Senior Editor: Peter Gray

University of Virginia

Term: July 1, 2021 – June 30, 31, 2024

Reviewer of the Year, 2005
Reviewer of the Year, 2013

Research Interests

  • I have investigated a range of socio-technical phenomena in my own work, including online communities, social networks, knowledge use in organizations, filter bubbles, and echo chambers. I would welcome manuscripts that advance knowledge in these and related areas.
  • I have a keen interest in pursuing failure – that is, research that identifies tacit assumptions embedded in theories, discovers boundaries beyond which a theory does not hold, conducts competitive tests between theories, and adopts research methods that seek to explain counterexamples.
  • I’m also interested in research that builds a connection between theory and big data to produce generalizable knowledge claims.
  • For those who may also find these ideas intriguing, I have published recommendations about ways in which these could be done, and have also published examples in IS that do both.

Methodological Interests

  • I believe that there is enough regularity in the phenomena that repeated attempts to theorize and gather evidence about them will over time converge on the underlying patterns that help us better understand our world.
  • I am most comfortable with quantitative research, and am not ideally suited for work that involves analytical modeling, econometrics, design science, and qualitative work.

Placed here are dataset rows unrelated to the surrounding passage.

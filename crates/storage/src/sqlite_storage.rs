//! SQLite storage backend for the inventory.
//!
//! Products are split across a base table and one table per variant:
//!
//! - `producto(codigo, tipo, nombre, costo, precio, cantidad)`
//! - `productoelectronico(codigo, categoria)`
//! - `productoalimenticio(codigo, vencimiento)`
//!
//! The `tipo` column names the variant, so reads join straight to the right
//! table. A connection is opened for each operation and closed before the
//! operation returns, whether it succeeded or not. Multi-statement writes run
//! inside a transaction that is only committed once every statement succeeded;
//! dropping an uncommitted transaction rolls it back.

use std::path::{Path, PathBuf};

use async_trait::async_trait;
use inventory_core::{
    Product, ProductCode, ProductDetails, ProductKind, ProductRecord, ProductUpdate,
};
use sqlx::sqlite::{SqliteConnectOptions, SqliteConnection, SqliteRow};
use sqlx::{ConnectOptions, Connection, Row};
use tracing::{debug, warn};

use super::trait_::{Listing, ProductStore, RecordFailure, Result, StorageError};

const SELECT_PRODUCT: &str = "SELECT p.codigo AS codigo, p.tipo AS tipo, p.nombre AS nombre,
        p.costo AS costo, p.precio AS precio, p.cantidad AS cantidad,
        e.categoria AS categoria, a.vencimiento AS vencimiento
    FROM producto p
    LEFT JOIN productoelectronico e ON e.codigo = p.codigo AND p.tipo = 'electronic'
    LEFT JOIN productoalimenticio a ON a.codigo = p.codigo AND p.tipo = 'food'";

/// SQLite storage implementation.
#[derive(Debug, Clone)]
pub struct SqliteStore {
    path: PathBuf,
    options: SqliteConnectOptions,
}

impl SqliteStore {
    /// Open (creating if needed) the database at `path` and ensure the schema.
    pub async fn open(path: impl AsRef<Path>) -> Result<Self> {
        let path = path.as_ref().to_path_buf();
        let options = SqliteConnectOptions::new()
            .filename(&path)
            .create_if_missing(true)
            .foreign_keys(true);

        let store = Self { path, options };
        store.init_schema().await?;

        Ok(store)
    }

    /// Location of the database file.
    pub fn path(&self) -> &Path {
        &self.path
    }

    async fn connect(&self) -> Result<SqliteConnection> {
        Ok(self.options.connect().await?)
    }

    /// Initialize the database schema.
    async fn init_schema(&self) -> Result<()> {
        let mut conn = self.connect().await?;
        let result = create_tables(&mut conn).await;
        release(conn, result).await?;

        debug!(path = %self.path.display(), "schema ready");
        Ok(())
    }
}

#[async_trait]
impl ProductStore for SqliteStore {
    fn backend_name(&self) -> &'static str {
        "sqlite"
    }

    async fn create(&mut self, product: &Product) -> Result<()> {
        let mut conn = self.connect().await?;
        let result = insert_product(&mut conn, product).await;
        release(conn, result).await
    }

    async fn read(&self, code: &ProductCode) -> Result<Product> {
        let mut conn = self.connect().await?;
        let result = fetch_product(&mut conn, code).await;
        release(conn, result).await
    }

    async fn update(&mut self, code: &ProductCode, update: &ProductUpdate) -> Result<Product> {
        let mut conn = self.connect().await?;
        let result = update_product(&mut conn, code, update).await;
        release(conn, result).await
    }

    async fn delete(&mut self, code: &ProductCode) -> Result<()> {
        let mut conn = self.connect().await?;
        let result = delete_product(&mut conn, code).await;
        release(conn, result).await
    }

    async fn list_all(&self) -> Result<Listing> {
        let mut conn = self.connect().await?;
        let result = fetch_all_products(&mut conn).await;
        release(conn, result).await
    }
}

/// Close the connection, then hand back the operation's own result.
///
/// An operation error takes precedence over an error while closing.
async fn release<T>(conn: SqliteConnection, result: Result<T>) -> Result<T> {
    let closed = conn.close().await;
    let value = result?;
    closed?;
    Ok(value)
}

async fn create_tables(conn: &mut SqliteConnection) -> Result<()> {
    sqlx::query(
        "CREATE TABLE IF NOT EXISTS producto (
            codigo TEXT PRIMARY KEY,
            tipo TEXT NOT NULL CHECK (tipo IN ('electronic', 'food')),
            nombre TEXT NOT NULL CHECK (length(trim(nombre)) > 0),
            costo REAL NOT NULL CHECK (costo > 0),
            precio REAL NOT NULL CHECK (precio > 0),
            cantidad INTEGER NOT NULL CHECK (cantidad >= 0)
        )",
    )
    .execute(&mut *conn)
    .await?;

    sqlx::query(
        "CREATE TABLE IF NOT EXISTS productoelectronico (
            codigo TEXT PRIMARY KEY REFERENCES producto(codigo),
            categoria TEXT NOT NULL
        )",
    )
    .execute(&mut *conn)
    .await?;

    sqlx::query(
        "CREATE TABLE IF NOT EXISTS productoalimenticio (
            codigo TEXT PRIMARY KEY REFERENCES producto(codigo),
            vencimiento TEXT NOT NULL
        )",
    )
    .execute(&mut *conn)
    .await?;

    Ok(())
}

async fn insert_product(conn: &mut SqliteConnection, product: &Product) -> Result<()> {
    let code = product.code();
    let mut tx = conn.begin().await?;

    let existing = sqlx::query("SELECT 1 FROM producto WHERE codigo = ?")
        .bind(code.as_str())
        .fetch_optional(&mut *tx)
        .await?;
    if existing.is_some() {
        return Err(StorageError::Duplicate(code.clone()));
    }

    sqlx::query(
        "INSERT INTO producto (codigo, tipo, nombre, costo, precio, cantidad)
        VALUES (?, ?, ?, ?, ?, ?)",
    )
    .bind(code.as_str())
    .bind(product.kind().as_str())
    .bind(product.name())
    .bind(product.cost())
    .bind(product.price())
    .bind(i64::from(product.quantity()))
    .execute(&mut *tx)
    .await
    .map_err(|e| insert_error(e, code))?;

    match product.details() {
        ProductDetails::Electronic { category } => {
            sqlx::query("INSERT INTO productoelectronico (codigo, categoria) VALUES (?, ?)")
                .bind(code.as_str())
                .bind(category.as_str())
                .execute(&mut *tx)
                .await
                .map_err(|e| insert_error(e, code))?;
        }
        ProductDetails::Food { expiration } => {
            sqlx::query("INSERT INTO productoalimenticio (codigo, vencimiento) VALUES (?, ?)")
                .bind(code.as_str())
                .bind(expiration.to_string())
                .execute(&mut *tx)
                .await
                .map_err(|e| insert_error(e, code))?;
        }
    }

    tx.commit().await?;
    debug!(code = %code, kind = %product.kind(), "product inserted");
    Ok(())
}

async fn fetch_product(conn: &mut SqliteConnection, code: &ProductCode) -> Result<Product> {
    let sql = format!("{SELECT_PRODUCT} WHERE p.codigo = ?");
    let row = sqlx::query(&sql)
        .bind(code.as_str())
        .fetch_optional(&mut *conn)
        .await?
        .ok_or_else(|| StorageError::NotFound(code.clone()))?;

    decode_row(&row).map_err(|reason| StorageError::Corrupt {
        code: code.to_string(),
        reason,
    })
}

async fn fetch_all_products(conn: &mut SqliteConnection) -> Result<Listing> {
    let sql = format!("{SELECT_PRODUCT} ORDER BY p.codigo");
    let rows = sqlx::query(&sql).fetch_all(&mut *conn).await?;

    let mut listing = Listing::default();
    for row in &rows {
        match decode_row(row) {
            Ok(product) => listing.products.push(product),
            Err(reason) => {
                let code: String = row.try_get("codigo").unwrap_or_default();
                warn!(%code, %reason, "skipping invalid row");
                listing.failures.push(RecordFailure { code, reason });
            }
        }
    }

    Ok(listing)
}

async fn update_product(
    conn: &mut SqliteConnection,
    code: &ProductCode,
    update: &ProductUpdate,
) -> Result<Product> {
    let mut tx = conn.begin().await?;

    let done = sqlx::query("UPDATE producto SET costo = ?, precio = ?, cantidad = ? WHERE codigo = ?")
        .bind(update.cost())
        .bind(update.price())
        .bind(i64::from(update.quantity()))
        .bind(code.as_str())
        .execute(&mut *tx)
        .await?;
    if done.rows_affected() == 0 {
        return Err(StorageError::NotFound(code.clone()));
    }

    // Read back inside the transaction so a broken row aborts the update.
    let product = fetch_product(&mut *tx, code).await?;
    tx.commit().await?;

    debug!(code = %code, "product updated");
    Ok(product)
}

async fn delete_product(conn: &mut SqliteConnection, code: &ProductCode) -> Result<()> {
    let mut tx = conn.begin().await?;

    sqlx::query("DELETE FROM productoelectronico WHERE codigo = ?")
        .bind(code.as_str())
        .execute(&mut *tx)
        .await?;
    sqlx::query("DELETE FROM productoalimenticio WHERE codigo = ?")
        .bind(code.as_str())
        .execute(&mut *tx)
        .await?;
    let done = sqlx::query("DELETE FROM producto WHERE codigo = ?")
        .bind(code.as_str())
        .execute(&mut *tx)
        .await?;
    if done.rows_affected() == 0 {
        return Err(StorageError::NotFound(code.clone()));
    }

    tx.commit().await?;
    debug!(code = %code, "product deleted");
    Ok(())
}

fn insert_error(err: sqlx::Error, code: &ProductCode) -> StorageError {
    match &err {
        sqlx::Error::Database(db) if db.is_unique_violation() => StorageError::Duplicate(code.clone()),
        _ => err.into(),
    }
}

fn decode_row(row: &SqliteRow) -> std::result::Result<Product, String> {
    let kind: String = row.try_get("tipo").map_err(|e| e.to_string())?;
    let record = ProductRecord {
        code: row.try_get("codigo").map_err(|e| e.to_string())?,
        name: row.try_get("nombre").map_err(|e| e.to_string())?,
        cost: row.try_get("costo").map_err(|e| e.to_string())?,
        price: row.try_get("precio").map_err(|e| e.to_string())?,
        quantity: row.try_get("cantidad").map_err(|e| e.to_string())?,
        kind: kind.parse::<ProductKind>().map_err(|e| e.to_string())?,
        category: row.try_get("categoria").map_err(|e| e.to_string())?,
        expiration: row.try_get("vencimiento").map_err(|e| e.to_string())?,
    };
    Product::try_from(record).map_err(|e| e.to_string())
}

  • I am likely to be most helpful on empirical papers that advance knowledge around theories of individuals, groups, networks, or organizations.
  • I have observed that authors who have invested heavily in their own work by constructing a compelling storyline, sequencing ideas in a thoughtful way, and crafting a readable manuscript (including spelling, grammar, formatting, and sentence flow) tend to fare better in the review process.
  • I have found that manuscripts that have compelling motivations also stand to make the largest contributions to research and practice, because they have identified an important problem that needs to be solved (and not simply that nobody has studied before).